◆ **EXERCISE REQUIREMENTS**
A verbatim reproduction of the lines below, from the line containing "use super::*;" through the line containing "fn split_from_the_last_colon(full: &str, base: &str, id: &str)", both ends included, is the whole required output.

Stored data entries
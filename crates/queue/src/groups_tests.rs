// SPDX-License-Identifier: BUSL-1.1
// Copyright (c) 2026 Alfred Jean LLC

use super::*;
use yare::parameterized;

#[parameterized(
    plain = { "grist:orders:42", "grist:orders", "42" },
    tagged = { "grist:{orders}:42", "grist:{orders}", "42" },
    uuid_id = { "grist:q:7d2f", "grist:q", "7d2f" },
    nested_queue_name = { "grist:team:orders:9", "grist:team:orders", "9" },
)]
fn split_from_the_last_colon(full: &str, base: &str, id: &str) {
    assert_eq!(split_job_key(full), (base, id));
}

#[test]
fn split_without_colon_yields_the_input_as_id() {
    assert_eq!(split_job_key("bare"), ("", "bare"));
}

◆ **EXERCISE RESULT**
use super::*;
use yare::parameterized;

#[parameterized(
    plain = { "grist:orders:42", "grist:orders", "42" },
    tagged = { "grist:{orders}:42", "grist:{orders}", "42" },
    uuid_id = { "grist:q:7d2f", "grist:q", "7d2f" },
    nested_queue_name = { "grist:team:orders:9", "grist:team:orders", "9" },
)]
fn split_from_the_last_colon(full: &str, base: &str, id: &str) {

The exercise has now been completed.